If I may make an additional suggestion, moving the legs in from the corners (I came in 18") along the 8' dimension will better distribute the weight and prevent sagging/warping.


----------



## norgale (Apr 4, 2011)

My drawing doesn't show it but there are leg brases on the ends too. If you move the legs in there won't be any frame to screw the braces to. This is very sturdy and mine didn't sag in the middle at all and I used the same table for three years running. However if this is a problem for you then put another leg on each side in the middle. Easy enough to do. Pete


----------



## ZebraCakez (Mar 26, 2011)

norgale said:


> My drawing doesn't show it but there are leg brases on the ends too. If you move the legs in there won't be any frame to screw the braces to. This is very sturdy and mine didn't sag in the middle at all and I used the same table for three years running. However if this is a problem for you then put another leg on each side in the middle. Easy enough to do. Pete


I was speaking of moving the legs in the 8' dimension (along the 8' side), not the 4' side.

In your drawing you have the 45° braces coming off the legs and meeting the frame. Move the legs in so the ends of those braces that meet the frame are closer together. This better centers the weight over the legs and reduces the length of any unsupported runs/spans (which is where warping and deflection can occur).
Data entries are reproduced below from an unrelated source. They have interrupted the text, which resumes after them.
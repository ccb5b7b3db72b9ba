pub mod emulator;
pub mod hardware;
pub mod io;
pub mod parcel;

pub use crate::emulator::{AudioSink, EmulatorMode, GameBoy};
pub use crate::hardware::cartridge::RomError;
pub use crate::hardware::ppu::palette::{DisplayColour, Rgb565};
pub use crate::hardware::ppu::{FRAMEBUFFER_SIZE, RESOLUTION_HEIGHT, RESOLUTION_WIDTH};
pub use crate::io::joypad::{InputKey, KeyState};
pub use crate::io::serial::SerialEndpoint;
pub use crate::parcel::StateError;

/// Struct wrapping the various construction options for a [`GameBoy`].
#[derive(Debug)]
pub struct GameBoyOptions {
    pub boot_rom: Option<Vec<u8>>,
    pub saved_ram: Option<Vec<u8>>,
    pub mode: EmulatorMode,
}

impl Default for GameBoyOptions {
    fn default() -> Self {
        GameBoyOptionsBuilder::new().build()
    }
}

#[derive(Debug)]
pub struct GameBoyOptionsBuilder {
    boot_rom: Option<Vec<u8>>,
    saved_ram: Option<Vec<u8>>,
    mode: EmulatorMode,
}

impl GameBoyOptionsBuilder {
    pub fn new() -> Self {
        GameBoyOptionsBuilder {
            boot_rom: None,
            saved_ram: None,
            mode: EmulatorMode::DMG,
        }
    }

    pub fn boot_rom(mut self, boot_rom: Option<Vec<u8>>) -> Self {
        self.boot_rom = boot_rom;
        self
    }

    pub fn saved_ram(mut self, saved_ram: Option<Vec<u8>>) -> Self {
        self.saved_ram = saved_ram;
        self
    }

    pub fn with_mode(mut self, mode: EmulatorMode) -> Self {
        self.mode = mode;
        self
    }

    pub fn build(self) -> GameBoyOptions {
        GameBoyOptions {
            boot_rom: self.boot_rom,
            saved_ram: self.saved_ram,
            mode: self.mode,
        }
    }
}

impl From<GameBoyOptions> for GameBoyOptionsBuilder {
    fn from(from: GameBoyOptions) -> Self {
        GameBoyOptionsBuilder {
            boot_rom: from.boot_rom,
            saved_ram: from.saved_ram,
            mode: from.mode,
        }
    }
}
One can say that train tables only need to be so strong, but what I am saying requires no extra materials, it is just a different way to assemble what is already there. I was just trying to add to your ideas/drawing, none of which I disagree with.


----------



## Ml-toys (Dec 19, 2013)

Has anyone used 1x12 planks screwed down for under the foam?


----------



## Just-a-Guy (Feb 11, 2013)

As a former general contractor, long moved into another line of work (housing depression and all that), I have found that the quality of lumber at Home Depot is remarkably bad. Really, it's amazing. I've purchased many 2*4's, 2*6's, etc., both regular and treated, and had them warp and split in a short time (even installed). I've purchased T1-11 from HD and had the stuff turn into a "U" shape in a matter of days. Things you build using that lumber will quickly move from being square and plumb to being something only a shipbuilder could comprehend. I don't know how they do it, I guess buying stuff grown under less than ideal conditions and cut and dried improperly etc. I despise the place. 

Luckily for me, I have a high quality lumber supplier nearby -- these guys: 

http://www.condonlumber.net/

Almost any local yard is going to supply better quality lumber (plywood especially).


----------



## ZebraCakez (Mar 26, 2011)

Just-a-Guy said:


> As a former general contractor, long moved into another line of work (housing depression and all that), I have found that the quality of lumber at Home Depot is remarkably bad. Really, it's amazing. I've purchased many 2*4's, 2*6's, etc., both regular and treated, and had them warp and split in a short time (even installed). I've purchased T1-11 from HD and had the stuff turn into a "U" shape in a matter of days. Things you build using that lumber will quickly move from being square and plumb to being something only a shipbuilder could comprehend. I don't know how they do it, I guess buying stuff grown under less than ideal conditions and cut and dried improperly etc. I despise the place.
> 
> Luckily for me, I have a high quality lumber supplier nearby -- these guys:
> 
> ...


Couldn't possibly agree more. I'm a carpenter, I deal with it every day. I've long given up on Lowe's and HD for anything more then a closet pole.

And as for reasoning behind it, I think you hit the nail right on the head when you stated improper growing/processing. I think mainly it's an issue of time, these trees are rushed through life (grown on huge tree farms) and into the saw mill so fast that the fibers just don't ever really have a chance to fully form and bond.

Then it gets thrown around, left in the rain to saturate on a loading dock and then stored in bundles at Lowe's where it dries unevenly and occasionally gets slammed into by the kid driving the forklift with his head phones in his ears. 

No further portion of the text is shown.